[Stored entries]
━━━━
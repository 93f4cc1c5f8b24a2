use crate::math::{Point, PromotedReal, Real, Vector, DIM};
use crate::query::relate::relate_collinear::relate_collinear;
use crate::query::relate::{
    RelateError, RelatePolicy, RelateTolerances, SegmentRelation, SideInfo,
};
use crate::shape::Segment;
use crate::utils::AxisInterval;

#[cfg(not(feature = "std"))]
use na::ComplexField;

/// Classifies the relation between two segments with the default tolerances.
///
/// See [`relate_segment_segment_with_tolerances`] for details on the
/// classification itself.
///
/// # Example
///
/// ```
/// # #[cfg(feature = "f32")] {
/// use relate2d::math::Point;
/// use relate2d::query::{relate_segment_segment, SegmentRelation};
/// use relate2d::shape::Segment;
///
/// let seg1 = Segment::new(Point::new(0.0, 0.0), Point::new(10.0, 10.0));
/// let seg2 = Segment::new(Point::new(0.0, 10.0), Point::new(10.0, 0.0));
///
/// match relate_segment_segment(&seg1, &seg2) {
///     SegmentRelation::Cross { point, .. } => assert_eq!(point, Point::new(5.0, 5.0)),
///     relation => panic!("unexpected relation {:?}", relation),
/// }
/// # }
/// ```
pub fn relate_segment_segment(seg1: &Segment, seg2: &Segment) -> SegmentRelation {
    relate_segment_segment_with_tolerances(seg1, seg2, RelateTolerances::default())
}

/// Classifies the relation between two segments.
///
/// The classification is symmetric: swapping `seg1` and `seg2` yields the
/// same relation with the roles of the two segments exchanged.
///
/// All sidedness decisions are made from the four signed areas of the
/// segment endpoints relative to each other's supporting line. Borderline
/// side configurations that floating-point rounding can produce (both
/// endpoint pairs on one line without matching side flags, two distinct
/// alleged meeting points, a near-touch pushed entirely to one side) are
/// corrected before the relation is read off, so that classification close
/// to the tolerance band degrades to a touching or collinear relation
/// instead of flipping to [`SegmentRelation::Disjoint`].
pub fn relate_segment_segment_with_tolerances(
    seg1: &Segment,
    seg2: &Segment,
    tolerances: RelateTolerances,
) -> SegmentRelation {
    let degenerate1 = seg1.is_degenerate(tolerances.epsilon);
    let degenerate2 = seg2.is_degenerate(tolerances.epsilon);

    if degenerate1 && degenerate2 {
        // Two points: equal or nothing.
        return if tolerances.point_approx_eq(&seg1.a, &seg2.a) {
            SegmentRelation::Equal { opposite: false }
        } else {
            SegmentRelation::Disjoint
        };
    }

    let mut sides = SideInfo::new(seg1, seg2, tolerances.epsilon);
    sides = correct_collinearity(sides, degenerate1, degenerate2);
    sides = correct_meeting(seg1, seg2, sides, tolerances);
    sides = correct_same_side(seg1, seg2, sides, tolerances);

    if sides.same_side1() || sides.same_side2() {
        // The corrections already reclassified every borderline near-touch.
        return SegmentRelation::Disjoint;
    }

    if degenerate1 || degenerate2 {
        return SegmentRelation::Degenerate {
            point: if degenerate1 { seg1.a } else { seg2.a },
            first_is_point: degenerate1,
        };
    }

    if !sides.collinear() {
        let denom = promoted_perp(&seg1.scaled_direction(), &seg2.scaled_direction());

        if !tolerances.promoted_approx_eq(denom, 0.0) {
            let diff = seg2.a - seg1.a;
            let ratio1 = promoted_perp(&diff, &seg2.scaled_direction()) / denom;
            let ratio2 = promoted_perp(&diff, &seg1.scaled_direction()) / denom;
            return relate_non_collinear(seg1, seg2, &sides, ratio1, ratio2, tolerances);
        }
        // A vanishing determinant despite non-collinear side flags means the
        // supporting lines are parallel within rounding.
    }

    relate_collinear(seg1, seg2, tolerances)
}

/// Classifies the relation between two segments and hands the result to
/// `policy`, invoking exactly one of its callbacks.
pub fn relate_segment_segment_with_policy<P: RelatePolicy>(
    seg1: &Segment,
    seg2: &Segment,
    tolerances: RelateTolerances,
    policy: &mut P,
) -> P::Output {
    relate_segment_segment_with_tolerances(seg1, seg2, tolerances).dispatch(policy)
}

// If both endpoints of one segment lie on the other's supporting line, the
// segments share that line, so all four side flags must be zero. The check
// is skipped when the line provider is degenerate since its direction is
// meaningless.
fn correct_collinearity(sides: SideInfo, degenerate1: bool, degenerate2: bool) -> SideInfo {
    let only1 = sides.pair1_on() && !degenerate2 && !sides.pair2_on();
    let only2 = sides.pair2_on() && !degenerate1 && !sides.pair1_on();

    if only1 || only2 {
        log::debug!("Correcting mismatched side flags to collinear: {:?}.", sides);
        sides.forced_collinear()
    } else {
        sides
    }
}

// A meeting configuration with two distinct meeting points is impossible on
// crossing lines: two distinct points shared by both supporting lines mean
// the lines coincide.
fn correct_meeting(
    seg1: &Segment,
    seg2: &Segment,
    sides: SideInfo,
    tolerances: RelateTolerances,
) -> SideInfo {
    if let Some((i1, i2)) = sides.meeting() {
        let meet1 = endpoint(seg1, i1);
        let meet2 = endpoint(seg2, i2);

        if !tolerances.point_approx_eq(&meet1, &meet2) {
            log::debug!(
                "Distinct meeting points {:?} and {:?}, treating the segments as collinear.",
                meet1,
                meet2
            );
            return sides.forced_collinear();
        }
    }

    sides
}

// An endpoint resting on the other segment can come out flagged just off it,
// with both side flags of its segment equal. The lone zero flag sits in the
// opposite pair and names the endpoint carrying the touch; only when that
// endpoint falls inside the coordinate range of the same-side segment is the
// same-side endpoint with the smallest area magnitude put back on the line.
// An endpoint that is exactly on the line but beyond that range is a plain
// miss, not a rounded-away touch.
fn correct_same_side(
    seg1: &Segment,
    seg2: &Segment,
    sides: SideInfo,
    tolerances: RelateTolerances,
) -> SideInfo {
    if !sides.single_on() {
        return sides;
    }

    if sides.same_side1() {
        if let Some(on2) = sides.one_on2() {
            if point_in_ranges(seg1, &endpoint(seg2, on2), tolerances) {
                let i = if sides.areas1[0].abs() <= sides.areas1[1].abs() {
                    0
                } else {
                    1
                };
                log::debug!("Pulling endpoint {} of the first segment onto the other line.", i);
                return sides.with_side1_on(i);
            }
        }
    } else if sides.same_side2() {
        if let Some(on1) = sides.one_on1() {
            if point_in_ranges(seg2, &endpoint(seg1, on1), tolerances) {
                let i = if sides.areas2[0].abs() <= sides.areas2[1].abs() {
                    0
                } else {
                    1
                };
                log::debug!("Pulling endpoint {} of the second segment onto the other line.", i);
                return sides.with_side2_on(i);
            }
        }
    }

    sides
}

fn endpoint(seg: &Segment, i: usize) -> Point<Real> {
    if i == 0 {
        seg.a
    } else {
        seg.b
    }
}

fn ranges_disjoint(seg1: &Segment, seg2: &Segment, tolerances: RelateTolerances) -> bool {
    for axis in 0..DIM {
        let i1 = AxisInterval::new(seg1, axis);
        let i2 = AxisInterval::new(seg2, axis);

        if tolerances.smaller(i1.hi, i2.lo) || tolerances.smaller(i2.hi, i1.lo) {
            return true;
        }
    }

    false
}

fn point_in_ranges(seg: &Segment, point: &Point<Real>, tolerances: RelateTolerances) -> bool {
    for axis in 0..DIM {
        let interval = AxisInterval::new(seg, axis);

        if tolerances.smaller(point[axis], interval.lo)
            || tolerances.larger(point[axis], interval.hi)
        {
            return false;
        }
    }

    true
}

// The 2D cross product with both operands promoted before any arithmetic.
fn promoted_perp(u: &Vector<Real>, v: &Vector<Real>) -> PromotedReal {
    let ux = u.x as PromotedReal;
    let uy = u.y as PromotedReal;
    let vx = v.x as PromotedReal;
    let vy = v.y as PromotedReal;
    ux * vy - uy * vx
}

// The supporting lines intersect in a single point. `ratio1` and `ratio2`
// place that point on the first and the second segment; a boundary value on
// either one makes the shared point an endpoint touch instead of a crossing,
// no matter which segment the caller put first.
fn relate_non_collinear(
    seg1: &Segment,
    seg2: &Segment,
    sides: &SideInfo,
    ratio1: PromotedReal,
    ratio2: PromotedReal,
    tolerances: RelateTolerances,
) -> SegmentRelation {
    if !ratio1.is_finite() || !ratio2.is_finite() {
        log::error!(
            "Non-finite intersection ratio for segments {:?} and {:?}.",
            seg1,
            seg2
        );
        return SegmentRelation::Error(RelateError::NonFiniteRatio);
    }

    let mut ratio1 = ratio1;
    let mut ratio2 = ratio2;
    let below1 = tolerances.promoted_smaller(ratio1, 0.0);
    let above1 = tolerances.promoted_larger(ratio1, 1.0);
    let below2 = tolerances.promoted_smaller(ratio2, 0.0);
    let above2 = tolerances.promoted_larger(ratio2, 1.0);

    if below1 || above1 || below2 || above2 {
        if ranges_disjoint(seg1, seg2, tolerances) {
            return SegmentRelation::Disjoint;
        }
        // A boundary touch pushed outside [0, 1] by rounding.
        if below1 || above1 {
            ratio1 = if below1 { 0.0 } else { 1.0 };
        }
        if below2 || above2 {
            ratio2 = if below2 { 0.0 } else { 1.0 };
        }
    }

    let at_start1 = tolerances.promoted_approx_eq(ratio1, 0.0);
    let at_end1 = tolerances.promoted_approx_eq(ratio1, 1.0);
    let at_start2 = tolerances.promoted_approx_eq(ratio2, 0.0);
    let at_end2 = tolerances.promoted_approx_eq(ratio2, 1.0);
    let boundary = at_start1 || at_end1 || at_start2 || at_end2;

    if boundary && ranges_disjoint(seg1, seg2, tolerances) {
        // The endpoint grazes the other supporting line beyond the other
        // segment's reach.
        return SegmentRelation::Disjoint;
    }

    if sides.crossing() && !boundary {
        return SegmentRelation::Cross {
            point: seg1.point_at_ratio(ratio1),
            ratio: ratio1,
        };
    }

    let point = if at_start1 {
        seg1.a
    } else if at_end1 {
        seg1.b
    } else if at_start2 {
        seg2.a
    } else if at_end2 {
        seg2.b
    } else {
        seg1.point_at_ratio(ratio1)
    };

    SegmentRelation::Touch {
        point,
        arrival1: if at_end1 { -1 } else { 0 },
        arrival2: if at_end2 { -1 } else { 0 },
    }
}
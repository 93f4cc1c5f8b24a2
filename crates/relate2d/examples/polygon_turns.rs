extern crate nalgebra as na;

use na::Point2;
use relate2d::query::{relate_segment_segment, TurnPointCollector};
use relate2d::shape::Segment;

/// Classifies every edge pair of two overlapping polygons and prints the
/// points where their boundaries meet, cross, or start overlapping.
fn main() {
    let square = [
        Point2::new(0.0, 0.0),
        Point2::new(4.0, 0.0),
        Point2::new(4.0, 4.0),
        Point2::new(0.0, 4.0),
    ];
    let quad = [
        Point2::new(2.0, 0.0),
        Point2::new(7.0, 0.0),
        Point2::new(7.0, 3.0),
        Point2::new(2.0, 3.0),
    ];

    let square_edges = edges(&square);
    let quad_edges = edges(&quad);
    let mut collector = TurnPointCollector::default();
    let mut collinear_pairs = 0;

    for (i, edge1) in square_edges.iter().enumerate() {
        for (j, edge2) in quad_edges.iter().enumerate() {
            let relation = relate_segment_segment(edge1, edge2);

            if relation.is_collinear() {
                collinear_pairs += 1;
            }

            if !relation.is_disjoint() {
                println!("square edge {} x quad edge {}: {:?}", i, j, relation);
                relation.dispatch(&mut collector);
            }
        }
    }

    println!("====================");
    println!("Found num collinear edge pairs: {}", collinear_pairs);
    println!("Found num turn points: {}", collector.points.len());
    for point in &collector.points {
        println!("({}, {})", point.x, point.y);
    }
}

fn edges(polygon: &[Point2<f32>]) -> Vec<Segment> {
    (0..polygon.len())
        .map(|i| Segment::from([polygon[i], polygon[(i + 1) % polygon.len()]]))
        .collect()
}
━━━━
> **WORK TASK**: Starting with the first line of the entries and ending with the line that has "areas of the", copy each line exactly and add nothing.

> **SOLUTION TO THIS PROBLEM**:
repository 93f4cc1c5f8b24a2
use crate::math::{Point, PromotedReal, Real, Vector, DIM};
use crate::query::relate::relate_collinear::relate_collinear;
use crate::query::relate::{
    RelateError, RelatePolicy, RelateTolerances, SegmentRelation, SideInfo,
};
use crate::shape::Segment;
use crate::utils::AxisInterval;

#[cfg(not(feature = "std"))]
use na::ComplexField;

/// Classifies the relation between two segments with the default tolerances.
///
/// See [`relate_segment_segment_with_tolerances`] for details on the
/// classification itself.
///
/// # Example
///
/// ```
/// # #[cfg(feature = "f32")] {
/// use relate2d::math::Point;
/// use relate2d::query::{relate_segment_segment, SegmentRelation};
/// use relate2d::shape::Segment;
///
/// let seg1 = Segment::new(Point::new(0.0, 0.0), Point::new(10.0, 10.0));
/// let seg2 = Segment::new(Point::new(0.0, 10.0), Point::new(10.0, 0.0));
///
/// match relate_segment_segment(&seg1, &seg2) {
///     SegmentRelation::Cross { point, .. } => assert_eq!(point, Point::new(5.0, 5.0)),
///     relation => panic!("unexpected relation {:?}", relation),
/// }
/// # }
/// ```
pub fn relate_segment_segment(seg1: &Segment, seg2: &Segment) -> SegmentRelation {
    relate_segment_segment_with_tolerances(seg1, seg2, RelateTolerances::default())
}

/// Classifies the relation between two segments.
///
/// The classification is symmetric: swapping `seg1` and `seg2` yields the
/// same relation with the roles of the two segments exchanged.
///
/// All sidedness decisions are made from the four signed areas of the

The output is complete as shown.